Excerpts from a dataset

┌────────

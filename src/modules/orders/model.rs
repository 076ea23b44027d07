use chrono::{DateTime, Utc};
use rust_decimal::Decimal;
use serde::{Deserialize, Serialize};
use utoipa::ToSchema;
use validator::Validate;

use bookstore_models::{BookId, Order, OrderId, OrderLine, OrderStatus, UserId};

use crate::validator::not_blank;

/// Order as submitted by a customer. Line checks (existence, quantity,
/// stock) happen during placement, not at deserialization.
#[derive(Debug, Clone, Deserialize, Validate, ToSchema)]
#[serde(rename_all = "camelCase")]
pub struct OrderDraft {
    pub items: Vec<DraftLine>,
    #[validate(custom(function = "not_blank", message = "Shipping address is required"))]
    #[schema(example = "221B Baker Street, London")]
    pub shipping_address: String,
}

#[derive(Debug, Clone, Copy, Deserialize, ToSchema)]
#[serde(rename_all = "camelCase")]
pub struct DraftLine {
    pub book_id: BookId,
    #[schema(example = 2)]
    pub quantity: i32,
}

#[derive(Debug, Deserialize, Validate, ToSchema)]
pub struct UpdateStatusRequest {
    #[schema(example = "SHIPPED")]
    pub status: String,
}

/// Catalogue entry as it was when the line was ordered.
#[derive(Debug, Serialize, ToSchema)]
pub struct OrderBookView {
    pub id: BookId,
    pub title: String,
    #[serde(with = "rust_decimal::serde::float")]
    #[schema(value_type = f64, example = 10.0)]
    pub price: Decimal,
}

#[derive(Debug, Serialize, ToSchema)]
#[serde(rename_all = "camelCase")]
pub struct OrderItemView {
    pub book_id: BookId,
    pub title: String,
    pub quantity: i32,
    #[serde(with = "rust_decimal::serde::float")]
    #[schema(value_type = f64, example = 10.0)]
    pub price: Decimal,
    pub book: OrderBookView,
}

impl From<OrderLine> for OrderItemView {
    fn from(line: OrderLine) -> Self {
        Self {
            book: OrderBookView {
                id: line.book_id,
                title: line.title.clone(),
                price: line.unit_price,
            },
            book_id: line.book_id,
            title: line.title,
            quantity: line.quantity,
            price: line.unit_price,
        }
    }
}

#[derive(Debug, Serialize, ToSchema)]
pub struct OrderUserView {
    pub id: UserId,
    pub username: String,
    pub email: String,
}

#[derive(Debug, Serialize, ToSchema)]
#[serde(rename_all = "camelCase")]
pub struct OrderView {
    pub id: OrderId,
    pub order_date: DateTime<Utc>,
    #[serde(with = "rust_decimal::serde::float")]
    #[schema(value_type = f64, example = 30.0)]
    pub total_amount: Decimal,
    pub status: OrderStatus,
    pub address: String,
    pub order_items: Vec<OrderItemView>,
    /// Present in administrator views only.
    #[serde(skip_serializing_if = "Option::is_none")]
    pub user: Option<OrderUserView>,
}

impl OrderView {
    /// View for the order's owner, without the owner block.
    pub fn for_owner(order: Order) -> Self {
        Self::build(order, false)
    }

    /// View for administrators, including who placed the order.
    pub fn with_owner(order: Order) -> Self {
        Self::build(order, true)
    }

    fn build(order: Order, include_owner: bool) -> Self {
        let user = include_owner.then(|| OrderUserView {
            id: order.owner.id,
            username: order.owner.username,
            email: order.owner.email,
        });

        Self {
            id: order.id,
            order_date: order.created_at,
            total_amount: order.total_amount,
            status: order.status,
            address: order.shipping_address,
            order_items: order.lines.into_iter().map(OrderItemView::from).collect(),
            user,
        }
    }
}

#[derive(Debug, Serialize, ToSchema)]
#[serde(rename_all = "camelCase")]
pub struct PlaceOrderResponse {
    pub success: bool,
    pub message: String,
    pub order_id: OrderId,
    #[serde(with = "rust_decimal::serde::float")]
    #[schema(value_type = f64, example = 30.0)]
    pub total_amount: Decimal,
    pub status: OrderStatus,
    pub order_date: DateTime<Utc>,
}

#[derive(Debug, Serialize, ToSchema)]
pub struct OrderListResponse {
    pub success: bool,
    pub message: String,
    pub orders: Vec<OrderView>,
    pub count: usize,
}

impl OrderListResponse {
    pub fn new(orders: Vec<OrderView>) -> Self {
        Self {
            success: true,
            message: "Orders retrieved successfully".to_string(),
            count: orders.len(),
            orders,
        }
    }
}

#[derive(Debug, Serialize, ToSchema)]
pub struct OrderResponse {
    pub success: bool,
    pub message: String,
    pub order: OrderView,
}
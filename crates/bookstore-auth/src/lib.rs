//! # Bookstore Auth
//!
//! Stateless bearer tokens for the bookstore API.
//!
//! - [`claims`]: the signed claim set (`sub`, `iat`, `exp`)
//! - [`token`]: [`TokenService`], which issues and validates HS256 tokens
//!
//! Tokens carry only the username. The caller's role is resolved from the
//! user directory on every request, so a role change takes effect without
//! reissuing tokens.
//!
//! # Example
//!
//! ```ignore
//! use bookstore_auth::TokenService;
//! use bookstore_config::JwtConfig;
//!
//! let tokens = TokenService::new(&JwtConfig::from_env());
//! let token = tokens.issue("alice")?;
//! let claims = tokens.validate(&token)?;
//! assert_eq!(claims.sub, "alice");
//! ```

pub mod claims;
pub mod token;

pub use claims::Claims;
pub use token::{TokenError, TokenService};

└────────

To do:
Find out how many lines in the data above hold the word "title". Write only the number.

Reply to the exercise:
4